Pictured: why you need an emergency fund.

Consider all the potential expenses you have coming up for which you’ll need cash on hand. Do you need to register your car next month? Pay your income taxes? Are you also saving up for grad school or a baby (both frighteningly expensive prospects)? Calculate how much you’ll need for these expenses and don’t spend it.

If you’re afraid of getting mathy with it, an online loan calculator is your friend. The loan calculator will let you input as many numbers as you like to figure out your monthly payments and interest over the life of a loan dependent upon different down payments. Experiment with different down payments and schedules to see how low you can get that monthly payment and interest rate without ever having to talk to a lender.

In the end your down payment should be significant enough to lower your total interest paid over the term of the loan while still leaving you with enough cash on hand to pay for upcoming expenses and stave off worst-case scenario emergencies.

There are limits, of course

There are limits to what you should borrow money to buy. In our capitalist society, you need a place to live, a way to get to work, and the training and education to do said work. Getting a loan and putting money down to buy these things is sometimes a means to a necessary end.

Friends, you do not need a 90 inch TV on which to watch steroid-enhanced men in spandex bowl each other over between incessant, invasive advertisements begging you to buy more shit you don’t need.

Romans, you do not need an over-priced handbag with someone else’s name embossed on it to signal to the world that you are A Classy Woman of Means!

Countrymen, you do not need sports equipment you could easily rent for the three times a year you actually perform said sport!

Knowing our readers as I do, I know I’m preaching to the choir when I remind you of this. These things are nice to have, if you can afford to pay for them without relying to credit. Us frugal folks know you’d be cuckoo for Cocoa Puffs to put luxury items on a high-rate credit card! But I feel obligated to make this reminder anyway. There’s an overwhelming amount of bad advice out there pressuring young people to use credit and loans irresponsibly. Gotta counter-program!

By all means, save up a down payment for a car to keep your loan amount to a minimum. But owning a PS5 will feel all the sweeter for the knowledge that you worked hard and saved diligently to actually own it in full.

Saving up for something big?

If you’re saving up for something big, a savings tracker can help you visualize and stay on track! Kitty made this one for her own private use.

After much fan demand, we put a copy in our Etsy shop. It only costs a few bucks, and it includes a calculator to make the math easy. Because math and money are like cooking and eating. It’s not only possible to be great at one and terrible at the other—it’s common!

Get the BGR Savings Goal Coloring Book on Etsy!
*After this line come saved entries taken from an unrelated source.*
#[cfg(test)]
mod tests {
    use super::*;
    use crate::speech::engine::TextOnlyEngine;
    use crate::Result;
    use crossbeam_channel::{unbounded, Receiver};
    use std::sync::atomic::{AtomicUsize, Ordering};

    /// Engine that parks every handle so the test decides when work finishes
    #[derive(Default)]
    struct ManualEngine {
        recognitions: Vec<RecognitionHandle>,
        utterances: Vec<(Utterance, UtteranceHandle)>,
        aborted: usize,
        cancelled: usize,
    }

    impl SpeechEngine for ManualEngine {
        fn supports_recognition(&self) -> bool {
            true
        }

        fn supports_synthesis(&self) -> bool {
            true
        }

        fn begin_recognition(&mut self, _language: &str, handle: RecognitionHandle) -> Result<()> {
            self.recognitions.push(handle);
            Ok(())
        }

        fn abort_recognition(&mut self) {
            self.aborted += 1;
        }

        fn begin_utterance(&mut self, utterance: Utterance, handle: UtteranceHandle) -> Result<()> {
            self.utterances.push((utterance, handle));
            Ok(())
        }

        fn cancel_utterance(&mut self) {
            self.cancelled += 1;
        }
    }

    fn bridge() -> (NativeSpeechBridge<ManualEngine>, Receiver<SpeechEvent>) {
        let (tx, rx) = unbounded();
        (
            NativeSpeechBridge::new(ManualEngine::default(), SpeechConfig::default(), tx),
            rx,
        )
    }

    fn drain(rx: &Receiver<SpeechEvent>) -> Vec<SpeechEvent> {
        rx.try_iter().collect()
    }

    fn counter() -> (Arc<AtomicUsize>, DoneCallback) {
        let count = Arc::new(AtomicUsize::new(0));
        let clone = Arc::clone(&count);
        (
            count,
            Box::new(move || {
                clone.fetch_add(1, Ordering::SeqCst);
            }),
        )
    }

    #[test]
    fn test_capture_result_fires_once() {
        let (mut bridge, _rx) = bridge();
        let (tx, rx) = unbounded();
        let err_tx = tx.clone();

        bridge.start_capture(
            Box::new(move |t| tx.send(Ok(t)).unwrap()),
            Box::new(move |e| err_tx.send(Err(e)).unwrap()),
        );
        assert_eq!(bridge.phase(), SpeechPhase::Capturing);

        let handle = bridge.engine_mut().recognitions.remove(0);
        handle.finish(Ok("hello".to_string()));

        assert_eq!(rx.try_iter().collect::<Vec<_>>(), vec![Ok("hello".to_string())]);
        assert_eq!(bridge.phase(), SpeechPhase::Idle);
    }

    #[test]
    fn test_unsupported_recognition_fails_immediately() {
        let (tx, _notify_rx) = unbounded();
        let mut bridge = NativeSpeechBridge::new(TextOnlyEngine, SpeechConfig::default(), tx);
        let (err_tx, err_rx) = unbounded();

        bridge.start_capture(
            Box::new(|_| panic!("no transcript expected")),
            Box::new(move |e| err_tx.send(e).unwrap()),
        );

        assert_eq!(err_rx.try_recv().unwrap(), RECOGNITION_UNSUPPORTED);
        assert_eq!(bridge.phase(), SpeechPhase::Idle);
    }

    #[test]
    fn test_second_capture_is_ignored() {
        let (mut bridge, _rx) = bridge();
        bridge.start_capture(Box::new(|_| {}), Box::new(|_| {}));
        bridge.start_capture(
            Box::new(|_| panic!("duplicate capture must not fire")),
            Box::new(|_| panic!("duplicate capture must not fire")),
        );
        assert_eq!(bridge.engine().recognitions.len(), 1);
    }

    #[test]
    fn test_stop_capture_is_idempotent() {
        let (mut bridge, _rx) = bridge();
        let (err_tx, err_rx) = unbounded();

        bridge.stop_capture();
        bridge.start_capture(
            Box::new(|_| panic!("aborted capture has no transcript")),
            Box::new(move |e| err_tx.send(e).unwrap()),
        );
        bridge.stop_capture();
        bridge.stop_capture();

        assert_eq!(err_rx.try_iter().collect::<Vec<_>>(), vec![CAPTURE_ABORTED]);
        assert_eq!(bridge.engine().aborted, 1);

        // A late result from the engine is dropped
        let handle = bridge.engine_mut().recognitions.remove(0);
        handle.finish(Ok("too late".to_string()));
    }

    #[test]
    fn test_speak_notifies_start_and_end() {
        let (mut bridge, rx) = bridge();
        let (done, on_done) = counter();

        bridge.speak("Namaste", on_done);
        assert_eq!(bridge.phase(), SpeechPhase::Speaking);
        assert_eq!(bridge.engine().utterances[0].0.rate, 0.9);

        let (_, handle) = bridge.engine_mut().utterances.remove(0);
        handle.finish(Ok(()));

        assert_eq!(
            drain(&rx),
            vec![SpeechEvent::SpeakingStarted, SpeechEvent::SpeakingEnded]
        );
        assert_eq!(done.load(Ordering::SeqCst), 1);
        assert_eq!(bridge.phase(), SpeechPhase::Idle);
    }

    #[test]
    fn test_speak_preempts_previous_utterance() {
        let (mut bridge, rx) = bridge();
        let (first_done, first_cb) = counter();
        let (second_done, second_cb) = counter();

        bridge.speak("first", first_cb);
        bridge.speak("second", second_cb);
        assert_eq!(bridge.engine().cancelled, 1);

        let (_, second) = bridge.engine_mut().utterances.pop().unwrap();
        let (_, first) = bridge.engine_mut().utterances.pop().unwrap();

        // The engine reports the cancelled utterance late, then the new one
        first.finish(Err("interrupted".to_string()));
        second.finish(Ok(()));

        assert_eq!(
            drain(&rx),
            vec![
                SpeechEvent::SpeakingStarted,
                SpeechEvent::SpeakingEnded,
                SpeechEvent::SpeakingStarted,
                SpeechEvent::SpeakingEnded,
            ]
        );
        assert_eq!(first_done.load(Ordering::SeqCst), 1);
        assert_eq!(second_done.load(Ordering::SeqCst), 1);
    }

    #[test]
    fn test_stop_speaking_only_notifies_when_playing() {
        let (mut bridge, rx) = bridge();
        bridge.stop_speaking();
        assert!(drain(&rx).is_empty());

        let (done, on_done) = counter();
        bridge.speak("hello", on_done);
        bridge.stop_speaking();
        bridge.stop_speaking();

        assert_eq!(
            drain(&rx),
            vec![SpeechEvent::SpeakingStarted, SpeechEvent::SpeakingEnded]
        );
        assert_eq!(done.load(Ordering::SeqCst), 1);
    }

    #[test]
    fn test_disabled_speech_completes_silently() {
        let (tx, rx) = unbounded();
        let mut bridge = NativeSpeechBridge::new(
            ManualEngine::default(),
            SpeechConfig::default().without_speech(),
            tx,
        );
        let (done, on_done) = counter();

        bridge.speak("hello", on_done);

        assert!(drain(&rx).is_empty());
        assert_eq!(done.load(Ordering::SeqCst), 1);
        assert!(bridge.engine().utterances.is_empty());
        assert!(!bridge.capabilities().synthesis);
    }

    #[test]
    fn test_missing_features() {
        let caps = SpeechCapabilities {
            recognition: false,
            synthesis: true,
        };
        assert_eq!(caps.missing_features(), vec!["Speech Recognition"]);
    }
}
Plus we have shirts, mugs, buttons, other worksheets, and all sorts of other affordable goodies. Check it out!

Too long; didn’t read?

A down payment is a lump of money you give to your lender to secure a big loan. It shows the lender you’re serious about buying that car, or house, or whatever. (Beware “zero money down” specials, which probably have sucky terms overall.) The more money you put into your down payment, the more you’ll save in the long run—so you should make your down payment as large as you can comfortably afford. Only use the down-payment-plus-loan model to pay for large, necessary purchases. Unless being trapped in a never-ending cycle of debt is like, your thing?